To do.
Give the total number of lines in the data below that include "ReportDate", and nothing else.

The records.
#[async_trait::async_trait]
impl MigrationTrait for Migration {
    async fn up(&self, manager: &SchemaManager) -> Result<(), DbErr> {
        // ========== DEVICES ==========
        manager
            .create_table(
                Table::create()
                    .table(Devices::Table)
                    .if_not_exists()
                    .col(ColumnDef::new(Devices::Id).uuid().not_null().primary_key())
                    .col(ColumnDef::new(Devices::UserId).uuid().not_null())
                    .col(ColumnDef::new(Devices::Name).string_len(128).not_null())
                    .col(ColumnDef::new(Devices::Status).string_len(32))
                    .col(ColumnDef::new(Devices::LocationInfo).json_binary())
                    .col(ColumnDef::new(Devices::Config).json_binary())
                    .col(ColumnDef::new(Devices::ModelType).string_len(64))
                    .col(
                        ColumnDef::new(Devices::CreatedAt)
                            .timestamp_with_time_zone()
                            .not_null()
                            .default(Expr::current_timestamp()),
                    )
                    .to_owned(),
            )
            .await?;

        manager
            .create_index(
                Index::create()
                    .name("idx_devices_user")
                    .table(Devices::Table)
                    .col(Devices::UserId)
                    .to_owned(),
            )
            .await?;

        // ========== DAILY REPORTS ==========
        manager
            .create_table(
                Table::create()
                    .table(DailyReports::Table)
                    .if_not_exists()
                    .col(ColumnDef::new(DailyReports::Id).uuid().not_null().primary_key())
                    .col(ColumnDef::new(DailyReports::DeviceId).uuid().not_null())
                    .col(ColumnDef::new(DailyReports::ReportDate).date().not_null())
                    .col(ColumnDef::new(DailyReports::HealthScore).integer().not_null())
                    .col(ColumnDef::new(DailyReports::Summary).text())
                    .col(
                        ColumnDef::new(DailyReports::CreatedAt)
                            .timestamp_with_time_zone()
                            .not_null()
                            .default(Expr::current_timestamp()),
                    )
                    .foreign_key(
                        ForeignKey::create()
                            .name("fk_daily_reports_device")
                            .from(DailyReports::Table, DailyReports::DeviceId)
                            .to(Devices::Table, Devices::Id)
                            .on_delete(ForeignKeyAction::Cascade),
                    )
                    .to_owned(),
            )
            .await?;

        // "latest report for device" lookups
        manager
            .create_index(
                Index::create()
                    .name("idx_daily_reports_device_date")
                    .table(DailyReports::Table)
                    .col(DailyReports::DeviceId)
                    .col(DailyReports::ReportDate)
                    .to_owned(),
            )
            .await?;

        // ========== FORECASTS ==========
        manager
            .create_table(
                Table::create()
                    .table(Forecasts::Table)
                    .if_not_exists()
                    .col(ColumnDef::new(Forecasts::Id).uuid().not_null().primary_key())
                    .col(ColumnDef::new(Forecasts::DeviceId).uuid().not_null())
                    .col(ColumnDef::new(Forecasts::ForecastData).json_binary().not_null())
                    .col(
                        ColumnDef::new(Forecasts::CreatedAt)
                            .timestamp_with_time_zone()
                            .not_null()
                            .default(Expr::current_timestamp()),
                    )
                    .foreign_key(
                        ForeignKey::create()
                            .name("fk_forecasts_device")
                            .from(Forecasts::Table, Forecasts::DeviceId)
                            .to(Devices::Table, Devices::Id)
                            .on_delete(ForeignKeyAction::Cascade),
                    )
                    .to_owned(),
            )
            .await?;

        // ========== MAINTENANCE LOGS ==========
        manager
            .create_table(
                Table::create()
                    .table(MaintenanceLogs::Table)
                    .if_not_exists()
                    .col(ColumnDef::new(MaintenanceLogs::Id).uuid().not_null().primary_key())
                    .col(ColumnDef::new(MaintenanceLogs::DeviceId).uuid().not_null())
                    .col(ColumnDef::new(MaintenanceLogs::ActionType).string_len(32).not_null())
                    .col(ColumnDef::new(MaintenanceLogs::Description).text())
                    .col(
                        ColumnDef::new(MaintenanceLogs::PerformedAt)
                            .timestamp_with_time_zone()
                            .not_null(),
                    )
                    .col(
                        ColumnDef::new(MaintenanceLogs::CreatedAt)
                            .timestamp_with_time_zone()
                            .not_null()
                            .default(Expr::current_timestamp()),
                    )
                    .foreign_key(
                        ForeignKey::create()
                            .name("fk_maintenance_logs_device")
                            .from(MaintenanceLogs::Table, MaintenanceLogs::DeviceId)
                            .to(Devices::Table, Devices::Id)
                            .on_delete(ForeignKeyAction::Cascade),
                    )
                    .to_owned(),
            )
            .await?;

        manager
            .create_index(
                Index::create()
                    .name("idx_maintenance_logs_device_time")
                    .table(MaintenanceLogs::Table)
                    .col(MaintenanceLogs::DeviceId)
                    .col(MaintenanceLogs::PerformedAt)
                    .to_owned(),
            )
            .await?;

        // ========== MACHINE EVENT LOGS ==========
        manager
            .create_table(
                Table::create()
                    .table(MachineEventLogs::Table)
                    .if_not_exists()
                    .col(ColumnDef::new(MachineEventLogs::Id).uuid().not_null().primary_key())
                    .col(ColumnDef::new(MachineEventLogs::DeviceId).uuid().not_null())
                    .col(ColumnDef::new(MachineEventLogs::EventType).string_len(32).not_null())
                    .col(ColumnDef::new(MachineEventLogs::Message).text().not_null())
                    .col(ColumnDef::new(MachineEventLogs::Severity).string_len(16))
                    .col(
                        ColumnDef::new(MachineEventLogs::OccurredAt)
                            .timestamp_with_time_zone()
                            .not_null(),
                    )
                    .foreign_key(
                        ForeignKey::create()
                            .name("fk_machine_event_logs_device")
                            .from(MachineEventLogs::Table, MachineEventLogs::DeviceId)
                            .to(Devices::Table, Devices::Id)
                            .on_delete(ForeignKeyAction::Cascade),
                    )
                    .to_owned(),
            )
            .await?;

        manager
            .create_index(
                Index::create()
                    .name("idx_machine_event_logs_device_time")
                    .table(MachineEventLogs::Table)
                    .col(MachineEventLogs::DeviceId)
                    .col(MachineEventLogs::OccurredAt)
                    .to_owned(),
            )
            .await?;

        // ========== NOTIFICATIONS ==========
        manager
            .create_table(
                Table::create()
                    .table(Notifications::Table)
                    .if_not_exists()
                    .col(ColumnDef::new(Notifications::Id).uuid().not_null().primary_key())
                    .col(ColumnDef::new(Notifications::UserId).uuid().not_null())
                    .col(ColumnDef::new(Notifications::Type).string_len(32).not_null())
                    .col(ColumnDef::new(Notifications::Title).string_len(256).not_null())
                    .col(ColumnDef::new(Notifications::Message).text().not_null())
                    .col(
                        ColumnDef::new(Notifications::IsRead)
                            .boolean()
                            .not_null()
                            .default(false),
                    )
                    .col(
                        ColumnDef::new(Notifications::CreatedAt)
                            .timestamp_with_time_zone()
                            .not_null()
                            .default(Expr::current_timestamp()),
                    )
                    .to_owned(),
            )
            .await?;

        manager
            .create_index(
                Index::create()
                    .name("idx_notifications_user_time")
                    .table(Notifications::Table)
                    .col(Notifications::UserId)
                    .col(Notifications::CreatedAt)
                    .to_owned(),
            )
            .await?;

        // ========== NOTIFICATION SETTINGS ==========
        // user_id is the conflict key for get-or-create and upserts
        manager
            .create_table(
                Table::create()
                    .table(NotificationSettings::Table)
                    .if_not_exists()
                    .col(
                        ColumnDef::new(NotificationSettings::Id)
                            .uuid()
                            .not_null()
                            .primary_key(),
                    )
                    .col(
                        ColumnDef::new(NotificationSettings::UserId)
                            .uuid()
                            .not_null()
                            .unique_key(),
                    )
                    .col(ColumnDef::new(NotificationSettings::PushToken).text())
                    .col(
                        ColumnDef::new(NotificationSettings::PushEnabled)
                            .boolean()
                            .not_null()
                            .default(true),
                    )
                    .col(
                        ColumnDef::new(NotificationSettings::KakaoEnabled)
                            .boolean()
                            .not_null()
                            .default(false),
                    )
                    .col(
                        ColumnDef::new(NotificationSettings::AnomalyAlerts)
                            .boolean()
                            .not_null()
                            .default(true),
                    )
                    .col(
                        ColumnDef::new(NotificationSettings::ReportAlerts)
                            .boolean()
                            .not_null()
                            .default(true),
                    )
                    .col(
                        ColumnDef::new(NotificationSettings::CreatedAt)
                            .timestamp_with_time_zone()
                            .not_null()
                            .default(Expr::current_timestamp()),
                    )
                    .col(
                        ColumnDef::new(NotificationSettings::UpdatedAt)
                            .timestamp_with_time_zone()
                            .not_null()
                            .default(Expr::current_timestamp()),
                    )
                    .to_owned(),
            )
            .await?;

        // ========== SERVICE TICKETS ==========
        manager
            .create_table(
                Table::create()
                    .table(ServiceTickets::Table)
                    .if_not_exists()
                    .col(ColumnDef::new(ServiceTickets::Id).uuid().not_null().primary_key())
                    .col(ColumnDef::new(ServiceTickets::DeviceId).uuid().not_null())
                    .col(ColumnDef::new(ServiceTickets::UserId).uuid().not_null())
                    .col(ColumnDef::new(ServiceTickets::Description).text().not_null())
                    .col(
                        ColumnDef::new(ServiceTickets::Urgency)
                            .string_len(16)
                            .not_null()
                            .default("normal"),
                    )
                    .col(ColumnDef::new(ServiceTickets::ScheduledDate).date())
                    .col(
                        ColumnDef::new(ServiceTickets::CreatedAt)
                            .timestamp_with_time_zone()
                            .not_null()
                            .default(Expr::current_timestamp()),
                    )
                    .foreign_key(
                        ForeignKey::create()
                            .name("fk_service_tickets_device")
                            .from(ServiceTickets::Table, ServiceTickets::DeviceId)
                            .to(Devices::Table, Devices::Id),
                    )
                    .to_owned(),
            )
            .await?;

        Ok(())
    }

    async fn down(&self, manager: &SchemaManager) -> Result<(), DbErr> {
        manager
            .drop_table(Table::drop().table(ServiceTickets::Table).if_exists().to_owned())
            .await?;
        manager
            .drop_table(
                Table::drop()
                    .table(NotificationSettings::Table)
                    .if_exists()
                    .to_owned(),
            )
            .await?;
        manager
            .drop_table(Table::drop().table(Notifications::Table).if_exists().to_owned())
            .await?;
        manager
            .drop_table(Table::drop().table(MachineEventLogs::Table).if_exists().to_owned())
            .await?;
        manager
            .drop_table(Table::drop().table(MaintenanceLogs::Table).if_exists().to_owned())
            .await?;
        manager
            .drop_table(Table::drop().table(Forecasts::Table).if_exists().to_owned())
            .await?;
        manager
            .drop_table(Table::drop().table(DailyReports::Table).if_exists().to_owned())
            .await?;
        manager
            .drop_table(Table::drop().table(Devices::Table).if_exists().to_owned())
            .await?;

        Ok(())
    }
}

Reply to the task.
2